Still, as I gazed around at the canyon walls I couldn’t believe that someone had planned something so perfect and serene, so vibrant and brilliant, full of color and texture and endless sky. Something so . . .
Romantic, isn’t it?
(That was Jack.)
I was blown away that he’d said that word just as I was thinking it. I blushed, but I don’t think he could tell because my cheeks are a little pink anyway from the sun.
Me (softly): Yeah. It is.
Jack was lying on his back, one hand under his head. I’d been trying not to watch the drops of water that were slowly trickling off his chest and pooling in the little indentations between his abs.
I rolled over onto my back on the raft. The cool water against my legs and the sun warming the wet fabric of the new bikini top stretched across my chest gave me goose bumps. I felt Jack reach out with his free hand and grab my raft, pulling his over. I turned my head to glance at him through my sunglasses but he was staring up at the sky.
We lay there in silence letting the sight of the cliffs against the sky and the heat of the sun on our skin wash over us. There was something electric in the air that I’d never felt before—like someone or something had sucked all the air out of my lungs
with a vacuum and I couldn’t get a good deep breath.

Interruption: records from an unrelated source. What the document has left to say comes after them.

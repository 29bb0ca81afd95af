//! Archived capture model and Memento header derivation.

use bytes::Bytes;
use chrono::{DateTime, Utc};
use http::{HeaderMap, Method, StatusCode};

use crate::timestamp::{format_http_date, to_timestamp14};
use crate::urlkey::canonical_key;

/// The request half of a live capture.
#[derive(Debug, Clone)]
pub struct CapturedRequest {
    /// Request method.
    pub method: Method,
    /// Path and query as sent on the request line.
    pub path_and_query: String,
    /// Request headers forwarded upstream.
    pub headers: HeaderMap,
    /// Request body.
    pub body: Bytes,
}

impl CapturedRequest {
    /// Creates a GET request capture with no headers.
    pub fn get(path_and_query: impl Into<String>) -> Self {
        Self {
            method: Method::GET,
            path_and_query: path_and_query.into(),
            headers: HeaderMap::new(),
            body: Bytes::new(),
        }
    }
}

/// One archived response for a URL at a specific datetime.
///
/// Created once by the recorder (or an import), then only ever read.
#[derive(Debug, Clone)]
pub struct CaptureRecord {
    /// Original URL, kept verbatim including percent-encoding.
    pub url: String,
    /// Capture datetime, second precision.
    pub datetime: DateTime<Utc>,
    /// Response status.
    pub status: StatusCode,
    /// Response headers as archived.
    pub headers: HeaderMap,
    /// Response payload, transfer-decoded.
    pub body: Bytes,
    /// Request that produced the response, when known.
    pub request: Option<CapturedRequest>,
}

impl CaptureRecord {
    /// Creates a capture without request metadata.
    pub fn new(
        url: impl Into<String>,
        datetime: DateTime<Utc>,
        status: StatusCode,
        headers: HeaderMap,
        body: impl Into<Bytes>,
    ) -> Self {
        Self {
            url: url.into(),
            datetime,
            status,
            headers,
            body: body.into(),
            request: None,
        }
    }

    /// Attaches the originating request.
    pub fn with_request(mut self, request: CapturedRequest) -> Self {
        self.request = Some(request);
        self
    }

    /// Canonical index key of the capture URL.
    pub fn url_key(&self) -> String {
        canonical_key(&self.url)
    }

    /// 14-digit capture timestamp.
    pub fn timestamp(&self) -> String {
        to_timestamp14(&self.datetime)
    }

    /// The `Content-Type` header value, if present and valid UTF-8.
    pub fn content_type(&self) -> Option<&str> {
        self.headers
            .get(http::header::CONTENT_TYPE)
            .and_then(|v| v.to_str().ok())
    }

    /// Bare MIME type, without parameters, lowercased.
    pub fn mime(&self) -> Option<String> {
        self.content_type().map(mime_essence)
    }
}

/// Strips parameters from a content type and lowercases it.
pub fn mime_essence(content_type: &str) -> String {
    content_type
        .split(';')
        .next()
        .unwrap_or(content_type)
        .trim()
        .to_ascii_lowercase()
}

/// Temporal identity of a response served through the gateway.
///
/// Derived per response, never stored. `Memento-Datetime` and the `datetime`
/// attribute of `Link` are both rendered from the same field, so they always
/// agree.
#[derive(Debug, Clone, PartialEq, Eq)]
pub struct MementoDescriptor {
    /// URL the capture was taken from.
    pub original_url: String,
    /// Capture datetime.
    pub datetime: DateTime<Utc>,
    /// Collection serving the capture.
    pub collection: String,
    /// Whether the response is a live recording rather than a replay.
    pub live: bool,
}

impl MementoDescriptor {
    /// Describes a replayed capture.
    pub fn replay(record: &CaptureRecord, collection: impl Into<String>) -> Self {
        Self {
            original_url: record.url.clone(),
            datetime: record.datetime,
            collection: collection.into(),
            live: false,
        }
    }

    /// Describes a capture being recorded live.
    pub fn live(record: &CaptureRecord, collection: impl Into<String>) -> Self {
        Self::live_at(&record.url, record.datetime, collection)
    }

    /// Describes a live recording whose body is still arriving.
    pub fn live_at(
        url: impl Into<String>,
        datetime: DateTime<Utc>,
        collection: impl Into<String>,
    ) -> Self {
        Self {
            original_url: url.into(),
            datetime,
            collection: collection.into(),
            live: true,
        }
    }

    /// Value of the `Memento-Datetime` header.
    pub fn memento_datetime(&self) -> String {
        format_http_date(&self.datetime)
    }

    /// Value of the `Link` header.
    pub fn link_header(&self) -> String {
        format!(
            "<{}>; rel=\"memento\"; datetime=\"{}\"; collection=\"{}\"",
            self.original_url,
            self.memento_datetime(),
            self.collection
        )
    }

    /// 14-digit capture timestamp.
    pub fn timestamp(&self) -> String {
        to_timestamp14(&self.datetime)
    }
}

I realized, floating there under the wide blue sky on rafts tied to the boat, that it was the feeling of anticipation. It felt like something was about to happen.
It felt like something
should
happen.
And then something did.
Jack: They named Lake Powell after John Wesley Powell.
Me: Who was he?
Jack: A one-armed Civil War vet. He explored the Colorado River and this canyon in a wooden boat.
Me: With one arm?
I felt Jack’s hand against mine. His fingers were sure and steady as he threaded them through my own. This time when I turned my head, he was looking right at me, a sweet smile on his lips and a twinkle in his blue eyes, as clear and endless as the sky above us.
Jack: Better hold hands while we’ve still got ’em.
So we did. All afternoon. Even when Jill and Rob came back, Jack didn’t let go. Finally, Susan called over the side of the boat from the upper deck and said it was time for us to get cleaned up so we could eat at the marina. We swam to the boat and as Rob and Jill climbed the ladder ahead of us Jack asked if I would be his date to dinner.